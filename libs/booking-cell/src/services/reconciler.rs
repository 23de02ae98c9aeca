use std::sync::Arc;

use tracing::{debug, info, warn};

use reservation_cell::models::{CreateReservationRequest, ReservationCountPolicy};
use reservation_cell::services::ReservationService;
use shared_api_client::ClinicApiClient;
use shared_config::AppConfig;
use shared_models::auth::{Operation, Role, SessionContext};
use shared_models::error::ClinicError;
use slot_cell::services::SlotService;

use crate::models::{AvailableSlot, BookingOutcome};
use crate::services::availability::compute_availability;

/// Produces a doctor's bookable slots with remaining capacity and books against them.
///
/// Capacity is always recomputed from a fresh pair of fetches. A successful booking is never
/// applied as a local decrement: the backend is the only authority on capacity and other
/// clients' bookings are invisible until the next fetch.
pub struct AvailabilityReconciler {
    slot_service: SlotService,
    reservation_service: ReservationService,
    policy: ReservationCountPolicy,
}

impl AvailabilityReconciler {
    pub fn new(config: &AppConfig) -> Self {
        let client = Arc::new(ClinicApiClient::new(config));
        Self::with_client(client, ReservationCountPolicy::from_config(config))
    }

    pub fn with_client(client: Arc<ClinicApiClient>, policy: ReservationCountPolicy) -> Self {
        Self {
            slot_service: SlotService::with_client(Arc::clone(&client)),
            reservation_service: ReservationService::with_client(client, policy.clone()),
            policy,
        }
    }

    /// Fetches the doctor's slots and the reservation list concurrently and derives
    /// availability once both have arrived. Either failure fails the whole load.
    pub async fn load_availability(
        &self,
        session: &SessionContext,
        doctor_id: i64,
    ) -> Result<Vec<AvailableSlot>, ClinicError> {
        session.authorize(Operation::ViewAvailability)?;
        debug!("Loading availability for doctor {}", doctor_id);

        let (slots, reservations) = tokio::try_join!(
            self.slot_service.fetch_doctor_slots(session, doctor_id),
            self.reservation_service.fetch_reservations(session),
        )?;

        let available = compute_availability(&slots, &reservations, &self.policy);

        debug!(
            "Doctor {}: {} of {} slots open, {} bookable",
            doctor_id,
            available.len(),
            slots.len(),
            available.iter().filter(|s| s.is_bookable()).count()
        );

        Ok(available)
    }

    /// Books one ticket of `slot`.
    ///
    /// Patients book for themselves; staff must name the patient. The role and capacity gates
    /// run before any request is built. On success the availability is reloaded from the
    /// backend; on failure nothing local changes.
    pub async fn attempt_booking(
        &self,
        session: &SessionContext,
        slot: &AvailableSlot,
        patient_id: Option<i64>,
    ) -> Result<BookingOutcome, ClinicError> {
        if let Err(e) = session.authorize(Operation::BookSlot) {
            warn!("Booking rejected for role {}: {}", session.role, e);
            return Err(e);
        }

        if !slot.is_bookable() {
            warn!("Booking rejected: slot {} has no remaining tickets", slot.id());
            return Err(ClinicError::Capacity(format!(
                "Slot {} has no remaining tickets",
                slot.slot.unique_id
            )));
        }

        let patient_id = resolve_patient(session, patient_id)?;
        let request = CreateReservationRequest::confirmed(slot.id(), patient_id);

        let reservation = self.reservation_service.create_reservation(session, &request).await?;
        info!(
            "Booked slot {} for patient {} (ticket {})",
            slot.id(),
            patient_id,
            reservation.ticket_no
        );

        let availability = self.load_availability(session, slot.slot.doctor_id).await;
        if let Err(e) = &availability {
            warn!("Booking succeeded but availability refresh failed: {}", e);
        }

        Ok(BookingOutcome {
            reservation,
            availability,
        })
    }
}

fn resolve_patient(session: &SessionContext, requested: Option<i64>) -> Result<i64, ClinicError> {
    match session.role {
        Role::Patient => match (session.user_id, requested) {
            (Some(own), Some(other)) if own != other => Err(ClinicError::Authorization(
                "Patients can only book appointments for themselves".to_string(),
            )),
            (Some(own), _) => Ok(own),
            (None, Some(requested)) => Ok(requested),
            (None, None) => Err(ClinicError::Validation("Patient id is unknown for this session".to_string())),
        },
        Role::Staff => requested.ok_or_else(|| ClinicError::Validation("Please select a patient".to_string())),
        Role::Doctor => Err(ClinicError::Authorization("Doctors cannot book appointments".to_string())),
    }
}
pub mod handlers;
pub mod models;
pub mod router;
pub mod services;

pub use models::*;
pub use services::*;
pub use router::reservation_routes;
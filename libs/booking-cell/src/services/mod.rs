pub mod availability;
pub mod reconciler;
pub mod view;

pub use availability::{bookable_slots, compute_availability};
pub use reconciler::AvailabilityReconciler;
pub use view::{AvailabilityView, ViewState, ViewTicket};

---

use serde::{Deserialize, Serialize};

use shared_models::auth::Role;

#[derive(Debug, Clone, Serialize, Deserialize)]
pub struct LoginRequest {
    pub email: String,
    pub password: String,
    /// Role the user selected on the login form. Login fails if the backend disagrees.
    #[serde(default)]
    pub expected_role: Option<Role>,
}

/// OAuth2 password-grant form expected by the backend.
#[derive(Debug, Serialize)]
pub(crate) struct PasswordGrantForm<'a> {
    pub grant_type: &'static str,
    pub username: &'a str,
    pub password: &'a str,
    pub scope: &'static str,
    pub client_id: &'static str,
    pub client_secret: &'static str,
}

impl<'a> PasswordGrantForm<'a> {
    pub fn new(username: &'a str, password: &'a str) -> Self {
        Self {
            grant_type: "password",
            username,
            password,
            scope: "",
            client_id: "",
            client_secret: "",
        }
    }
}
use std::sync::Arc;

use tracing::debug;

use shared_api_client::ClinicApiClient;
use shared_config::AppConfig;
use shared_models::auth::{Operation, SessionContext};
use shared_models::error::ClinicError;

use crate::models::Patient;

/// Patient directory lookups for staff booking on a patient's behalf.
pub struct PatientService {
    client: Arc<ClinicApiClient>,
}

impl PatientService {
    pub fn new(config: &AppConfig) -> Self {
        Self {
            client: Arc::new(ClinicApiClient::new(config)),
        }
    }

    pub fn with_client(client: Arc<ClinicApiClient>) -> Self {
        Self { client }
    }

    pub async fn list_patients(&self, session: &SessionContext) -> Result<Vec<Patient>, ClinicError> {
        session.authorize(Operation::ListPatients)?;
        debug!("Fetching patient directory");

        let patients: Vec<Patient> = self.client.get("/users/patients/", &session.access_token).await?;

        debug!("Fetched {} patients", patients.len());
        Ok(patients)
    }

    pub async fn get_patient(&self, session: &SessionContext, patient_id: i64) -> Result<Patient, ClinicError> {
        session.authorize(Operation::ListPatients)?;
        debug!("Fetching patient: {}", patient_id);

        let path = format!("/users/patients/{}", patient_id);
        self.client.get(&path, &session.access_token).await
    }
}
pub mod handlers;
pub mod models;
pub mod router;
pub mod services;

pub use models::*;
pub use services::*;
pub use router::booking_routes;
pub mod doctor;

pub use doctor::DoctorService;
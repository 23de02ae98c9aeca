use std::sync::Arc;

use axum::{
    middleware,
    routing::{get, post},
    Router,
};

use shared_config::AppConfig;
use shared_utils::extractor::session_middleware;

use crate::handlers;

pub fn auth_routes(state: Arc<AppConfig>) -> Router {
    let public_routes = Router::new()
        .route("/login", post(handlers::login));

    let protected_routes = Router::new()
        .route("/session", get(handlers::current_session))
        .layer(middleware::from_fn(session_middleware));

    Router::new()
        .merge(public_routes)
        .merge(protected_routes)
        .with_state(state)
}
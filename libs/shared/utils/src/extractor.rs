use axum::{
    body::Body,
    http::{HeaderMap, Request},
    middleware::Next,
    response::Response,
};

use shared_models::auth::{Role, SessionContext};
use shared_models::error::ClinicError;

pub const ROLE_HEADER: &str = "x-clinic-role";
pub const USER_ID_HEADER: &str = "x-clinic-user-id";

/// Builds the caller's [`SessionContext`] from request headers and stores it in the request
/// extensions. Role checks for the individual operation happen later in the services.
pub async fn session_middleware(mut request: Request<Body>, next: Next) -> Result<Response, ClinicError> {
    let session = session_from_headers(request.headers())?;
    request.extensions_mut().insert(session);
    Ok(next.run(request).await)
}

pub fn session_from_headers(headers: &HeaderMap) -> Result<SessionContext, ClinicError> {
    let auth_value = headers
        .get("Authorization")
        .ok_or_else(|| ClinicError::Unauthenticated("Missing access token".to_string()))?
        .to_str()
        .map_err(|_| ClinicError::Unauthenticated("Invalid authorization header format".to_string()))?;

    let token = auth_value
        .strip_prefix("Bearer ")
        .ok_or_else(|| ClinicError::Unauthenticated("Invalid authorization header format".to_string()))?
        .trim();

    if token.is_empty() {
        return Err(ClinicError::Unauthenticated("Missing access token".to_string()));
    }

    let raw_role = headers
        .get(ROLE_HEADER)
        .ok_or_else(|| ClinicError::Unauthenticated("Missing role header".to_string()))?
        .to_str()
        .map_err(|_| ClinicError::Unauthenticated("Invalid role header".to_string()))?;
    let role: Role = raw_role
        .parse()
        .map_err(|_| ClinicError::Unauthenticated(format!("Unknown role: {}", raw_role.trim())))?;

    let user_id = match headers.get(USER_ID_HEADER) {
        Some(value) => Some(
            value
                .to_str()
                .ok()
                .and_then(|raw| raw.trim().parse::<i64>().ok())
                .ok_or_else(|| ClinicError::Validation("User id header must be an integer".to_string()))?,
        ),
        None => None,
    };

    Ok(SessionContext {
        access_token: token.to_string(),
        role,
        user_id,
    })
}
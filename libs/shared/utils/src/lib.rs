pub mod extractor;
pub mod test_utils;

### Task details
Wherever the string "serde" appears in a line of the records above, copy that line.

### Your solution
use serde::{Deserialize, Serialize};
    #[serde(default)]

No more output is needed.